Suffragist Votetilla volunteers win inaugural Community Champion Award

VoteTilla, a canal boat trip celebrating 100 years of women's suffrage in New York State, is seen from the pedestrian bridge passing the University of Rochester River Campus on July 20, 2017. (University of Rochester photo / Stephen Dow)

Women in the New York state have been able to vote for 100 years.

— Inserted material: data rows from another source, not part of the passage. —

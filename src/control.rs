//! Control requests over a unix datagram socket.
//!
//! Every datagram holds one JSON object with a `command` field:
//!
//! - `{"command": "config", "device": "/dev/input/event3", "file": "pad.json"}`
//!   reloads the mapping of a device, from `file` inside the config directory
//!   or from the default file when `file` is absent. There is no reply.
//! - `{"command": "list"}` replies with `[{"name": .., "path": ..}, ..]`, one
//!   entry per handled device.
//!
//! Bad requests are logged by the daemon and never answered.

use crate::context::Context;
use log::{debug, warn};
use mio::{net::UnixDatagram, Interest, Registry, Token};
use serde::{Deserialize, Serialize};
use serde_json::{Map, Value};
use std::{
    fs, io,
    os::unix::{fs::PermissionsExt, net},
    path::{Path, PathBuf},
    sync::atomic::{AtomicUsize, Ordering},
    time::Duration,
};
use thiserror::Error;

/// Largest request or reply we handle
const MAX_DATAGRAM: usize = 65536;

static NEXT_CLIENT: AtomicUsize = AtomicUsize::new(0);

#[derive(Debug, Error, PartialEq, Eq)]
pub enum ProtocolError {
    #[error("malformed request: {0}")]
    Malformed(String),
    #[error("request has no command")]
    MissingCommand,
    #[error("unknown command '{0}'")]
    UnknownCommand(String),
    #[error("{command}: missing or invalid field '{field}'")]
    MissingField {
        command: &'static str,
        field: &'static str,
    },
}

#[derive(Debug, Clone, PartialEq, Eq, Serialize, Deserialize)]
pub struct DeviceInfo {
    pub name: String,
    pub path: PathBuf,
}

/// What control requests act on
pub trait ControlTarget {
    /// Reload the mapping of the device at `path`
    fn load_device_config(&mut self, path: &Path, file: Option<&str>);
    fn devices(&self) -> Vec<DeviceInfo>;
}

type Handler =
    fn(&mut dyn ControlTarget, &Map<String, Value>) -> Result<Option<Value>, ProtocolError>;

const COMMANDS: &[(&str, Handler)] = &[("config", do_config), ("list", do_list)];

fn do_config(
    target: &mut dyn ControlTarget,
    request: &Map<String, Value>,
) -> Result<Option<Value>, ProtocolError> {
    let Some(device) = request.get("device").and_then(Value::as_str) else {
        return Err(ProtocolError::MissingField {
            command: "config",
            field: "device",
        });
    };

    let file = match request.get("file") {
        None | Some(Value::Null) => None,
        Some(Value::String(file)) => Some(file.as_str()),
        Some(_) => {
            return Err(ProtocolError::MissingField {
                command: "config",
                field: "file",
            })
        }
    };

    target.load_device_config(Path::new(device), file);

    Ok(None)
}

fn do_list(
    target: &mut dyn ControlTarget,
    _request: &Map<String, Value>,
) -> Result<Option<Value>, ProtocolError> {
    let devices = serde_json::to_value(target.devices())
        .map_err(|e| ProtocolError::Malformed(e.to_string()))?;

    Ok(Some(devices))
}

/// Parse and carry out one request. Returns the reply, if the command has one.
pub fn handle(
    target: &mut dyn ControlTarget,
    data: &[u8],
) -> Result<Option<Value>, ProtocolError> {
    let request: Value =
        serde_json::from_slice(data).map_err(|e| ProtocolError::Malformed(e.to_string()))?;

    let Value::Object(request) = request else {
        return Err(ProtocolError::Malformed("not an object".into()));
    };

    let Some(command) = request.get("command").and_then(Value::as_str) else {
        return Err(ProtocolError::MissingCommand);
    };

    let Some((_, handler)) = COMMANDS.iter().find(|(name, _)| *name == command) else {
        return Err(ProtocolError::UnknownCommand(command.to_owned()));
    };

    handler(target, &request)
}

/// The daemon end. The socket file is removed again on drop.
pub struct ControlSocket {
    socket: UnixDatagram,
    path: PathBuf,
}

impl ControlSocket {
    /// Bind to `path`, replacing a stale socket file. Fails if another
    /// daemon is still listening there. Only the owner may connect.
    pub fn bind(path: &Path) -> io::Result<Self> {
        match net::UnixDatagram::unbound()?.connect(path) {
            Ok(()) => {
                return Err(io::Error::new(
                    io::ErrorKind::AddrInUse,
                    format!("{}: daemon already running", path.display()),
                ))
            }
            Err(e) if e.kind() == io::ErrorKind::NotFound => (),
            Err(_) => {
                fs::remove_file(path)?;
                debug!("{}: removed stale socket", path.display());
            }
        }

        let socket = UnixDatagram::bind(path)?;

        fs::set_permissions(path, fs::Permissions::from_mode(0o600))?;

        Ok(ControlSocket {
            socket,
            path: path.to_owned(),
        })
    }

    pub fn path(&self) -> &Path {
        &self.path
    }

    pub fn register(&mut self, registry: &Registry, token: Token) -> io::Result<()> {
        registry.register(&mut self.socket, token, Interest::READABLE)
    }

    pub fn deregister(&mut self, registry: &Registry) -> io::Result<()> {
        registry.deregister(&mut self.socket)
    }

    /// Handle every pending request
    pub fn process(&mut self, target: &mut dyn ControlTarget) -> io::Result<()> {
        let mut buf = vec![0u8; MAX_DATAGRAM];

        loop {
            let (len, peer) = match self.socket.recv_from(&mut buf) {
                Ok(res) => res,
                Err(e) if e.kind() == io::ErrorKind::WouldBlock => return Ok(()),
                Err(e) if e.kind() == io::ErrorKind::Interrupted => continue,
                Err(e) => return Err(e),
            };

            debug!("control: {}", String::from_utf8_lossy(&buf[..len]));

            let reply = match handle(target, &buf[..len]) {
                Ok(Some(reply)) => reply,
                Ok(None) => continue,
                Err(e) => {
                    warn!("control: {e}");
                    continue;
                }
            };

            // unnamed peers cannot be answered
            let Some(peer) = peer.as_pathname() else {
                debug!("control: no address to reply to");
                continue;
            };

            let reply = reply.to_string();

            if let Err(e) = self.socket.send_to(reply.as_bytes(), peer) {
                warn!("control: reply to {}: {e}", peer.display());
            }
        }
    }
}

impl Drop for ControlSocket {
    fn drop(&mut self) {
        if let Err(e) = fs::remove_file(&self.path) {
            debug!("{}: {e}", self.path.display());
        }
    }
}

#[derive(Debug, Error)]
pub enum ClientError {
    #[error("cannot reach daemon at {}: {source}", path.display())]
    Unreachable {
        path: PathBuf,
        #[source]
        source: io::Error,
    },
    #[error("no reply from daemon")]
    Timeout,
    #[error("malformed reply: {0}")]
    Malformed(#[from] serde_json::Error),
    #[error(transparent)]
    Io(#[from] io::Error),
}

/// The requesting end. Binds its own socket so the daemon can reply.
pub struct Client {
    socket: net::UnixDatagram,
    server: PathBuf,
    path: PathBuf,
}

impl Client {
    pub fn bind(ctx: &Context) -> Result<Self, ClientError> {
        let path = std::env::temp_dir().join(format!(
            "{}-client.{}.{}.socket",
            ctx.name,
            std::process::id(),
            NEXT_CLIENT.fetch_add(1, Ordering::Relaxed)
        ));

        // left behind by a process with the same pid
        let _ = fs::remove_file(&path);

        let socket = net::UnixDatagram::bind(&path)?;

        Ok(Client {
            socket,
            server: ctx.socket_path.clone(),
            path,
        })
    }

    pub fn send(&self, request: &Value) -> Result<(), ClientError> {
        let request = request.to_string();

        self.socket
            .send_to(request.as_bytes(), &self.server)
            .map_err(|source| ClientError::Unreachable {
                path: self.server.clone(),
                source,
            })?;

        Ok(())
    }

    pub fn receive(&self, timeout: Duration) -> Result<Value, ClientError> {
        // a zero timeout means blocking forever
        self.socket
            .set_read_timeout(Some(timeout.max(Duration::from_millis(1))))?;

        let mut buf = vec![0u8; MAX_DATAGRAM];

        let len = match self.socket.recv(&mut buf) {
            Ok(len) => len,
            Err(e)
                if e.kind() == io::ErrorKind::WouldBlock || e.kind() == io::ErrorKind::TimedOut =>
            {
                return Err(ClientError::Timeout)
            }
            Err(e) => return Err(e.into()),
        };

        Ok(serde_json::from_slice(&buf[..len])?)
    }
}

impl Drop for Client {
    fn drop(&mut self) {
        let _ = fs::remove_file(&self.path);
    }
}

/// Send a request to the daemon, then wait up to `wait` for the reply if given
pub fn send_request(
    ctx: &Context,
    request: &Value,
    wait: Option<Duration>,
) -> Result<Option<Value>, ClientError> {
    let client = Client::bind(ctx)?;

    client.send(request)?;

    match wait {
        Some(timeout) => client.receive(timeout).map(Some),
        None => Ok(None),
    }
}

#[cfg(test)]
mod tests {
    use super::*;
    use pretty_assertions::assert_eq;
    use serde_json::json;

    #[derive(Default)]
    struct Target {
        loads: Vec<(PathBuf, Option<String>)>,
    }

    impl ControlTarget for Target {
        fn load_device_config(&mut self, path: &Path, file: Option<&str>) {
            self.loads.push((path.to_owned(), file.map(str::to_owned)));
        }

        fn devices(&self) -> Vec<DeviceInfo> {
            vec![DeviceInfo {
                name: "Fake Pad".into(),
                path: "/dev/input/event7".into(),
            }]
        }
    }

    #[test]
    fn config_request() {
        let mut target = Target::default();

        let reply = handle(
            &mut target,
            br#"{"command": "config", "device": "/dev/input/event7", "file": "other.json"}"#,
        );
        assert_eq!(reply, Ok(None));

        let reply = handle(
            &mut target,
            br#"{"command": "config", "device": "/dev/input/event7"}"#,
        );
        assert_eq!(reply, Ok(None));

        assert_eq!(
            target.loads,
            vec![
                (
                    PathBuf::from("/dev/input/event7"),
                    Some("other.json".to_owned())
                ),
                (PathBuf::from("/dev/input/event7"), None),
            ]
        );
    }

    #[test]
    fn list_request() {
        let mut target = Target::default();

        let reply = handle(&mut target, br#"{"command": "list"}"#);

        assert_eq!(
            reply,
            Ok(Some(json!([{"name": "Fake Pad", "path": "/dev/input/event7"}])))
        );
    }

    #[test]
    fn bad_requests() {
        let mut target = Target::default();

        assert!(matches!(
            handle(&mut target, b"{\"command\": "),
            Err(ProtocolError::Malformed(_))
        ));
        assert!(matches!(
            handle(&mut target, b"[1, 2]"),
            Err(ProtocolError::Malformed(_))
        ));
        assert_eq!(
            handle(&mut target, br#"{"device": "/dev/input/event7"}"#),
            Err(ProtocolError::MissingCommand)
        );
        assert_eq!(
            handle(&mut target, br#"{"command": "quit"}"#),
            Err(ProtocolError::UnknownCommand("quit".into()))
        );
        assert_eq!(
            handle(&mut target, br#"{"command": "config"}"#),
            Err(ProtocolError::MissingField {
                command: "config",
                field: "device"
            })
        );
        assert_eq!(
            handle(
                &mut target,
                br#"{"command": "config", "device": "/dev/input/event7", "file": 3}"#
            ),
            Err(ProtocolError::MissingField {
                command: "config",
                field: "file"
            })
        );
        assert!(target.loads.is_empty());
    }

    fn scratch(name: &str) -> Context {
        let dir = std::env::temp_dir().join(format!("evmapper-{name}-{}", std::process::id()));

        fs::create_dir_all(&dir).unwrap();

        Context {
            socket_path: dir.join("control.socket"),
            config_dir: dir,
            ..Context::default()
        }
    }

    #[test]
    fn socket_round_trip() {
        let ctx = scratch("socket");
        let mut server = ControlSocket::bind(&ctx.socket_path).unwrap();

        let mode = fs::metadata(&ctx.socket_path).unwrap().permissions().mode();
        assert_eq!(mode & 0o777, 0o600);

        let client = Client::bind(&ctx).unwrap();
        let mut target = Target::default();

        client.send(&json!({"command": "bogus"})).unwrap();
        client.send(&json!({"command": "list"})).unwrap();

        server.process(&mut target).unwrap();

        let reply = client.receive(Duration::from_secs(1)).unwrap();
        assert_eq!(
            reply,
            json!([{"name": "Fake Pad", "path": "/dev/input/event7"}])
        );

        // nothing else was answered
        assert!(matches!(
            client.receive(Duration::from_millis(50)),
            Err(ClientError::Timeout)
        ));

        drop(server);
        assert!(!ctx.socket_path.exists());

        fs::remove_dir_all(&ctx.config_dir).unwrap();
    }

    #[test]
    fn socket_in_use() {
        let ctx = scratch("inuse");
        let server = ControlSocket::bind(&ctx.socket_path).unwrap();

        let res = ControlSocket::bind(&ctx.socket_path);

        assert_eq!(res.err().map(|e| e.kind()), Some(io::ErrorKind::AddrInUse));
        assert!(ctx.socket_path.exists());

        drop(server);

        // left behind by a daemon which did not clean up
        drop(net::UnixDatagram::bind(&ctx.socket_path).unwrap());
        assert!(ctx.socket_path.exists());

        let server = ControlSocket::bind(&ctx.socket_path).unwrap();

        drop(server);
        fs::remove_dir_all(&ctx.config_dir).unwrap();
    }

    #[test]
    fn daemon_not_running() {
        let ctx = scratch("unreachable");

        let res = send_request(&ctx, &json!({"command": "list"}), None);

        assert!(matches!(res, Err(ClientError::Unreachable { .. })));

        fs::remove_dir_all(&ctx.config_dir).unwrap();
    }
}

To celebrate that milestone and with it the most famous woman ever to make Rochester her home, the National Susan B. Anthony Museum and House initiated the “Votetilla”—a weeklong boat trip down the Erie Canal, from Seneca Falls to Rochester, which took place this past summer.

The University’s Susan B. Anthony Center (SBAC) partnered with the museum, along with a number of community agencies and volunteers, to create a floating theater including reenactments of key suffragists such as Anthony and Elizabeth Cady Stanton on a parade of canal boats that made frequent stops at ports along the way.

When it came time for the SBAC to pick its recipient of the inaugural Susan B. Anthony Center’s Community Champion Award, the answer was obvious: the community volunteers and staff from the Susan B. Anthony House who made up the Votetilla team.

“The Votetilla was an amazing experience,” says Catherine Cerulli, director of the SBAC. “To see people lined up against the shoreline of the Erie Canal to wave the boats in and sit through presentation speaks to the need for such living history events.”

Cerulli says it was remarkable how many people volunteered their efforts to make the event happen—from the ships’ captains, to the crews driving resources to each port, to the videographers that followed along. “The reenactors were incredible, and to see history come alive on the shores of the canal was both memorable and a reminder of the work left undone for equality to be achieved,” she says.

The newly minted Community Champion Award seeks to honor a local organization for work on an event or program that educates the community on social justice and women’s issues in the Greater Rochester area. The award will be presented at the annual Legacy Awards Ceremony and Brunch on Saturday, February 10, from 11 a.m. to 1:30 p.m. at the Feldman Ballroom at the University’s Douglass Commons. While the Champion Award is new, the Legacy Awards boast a 60-year tradition of honoring exceptional women in the University of Rochester community.

Motivational speaker and communications coach Andrea Holland will deliver the keynote address.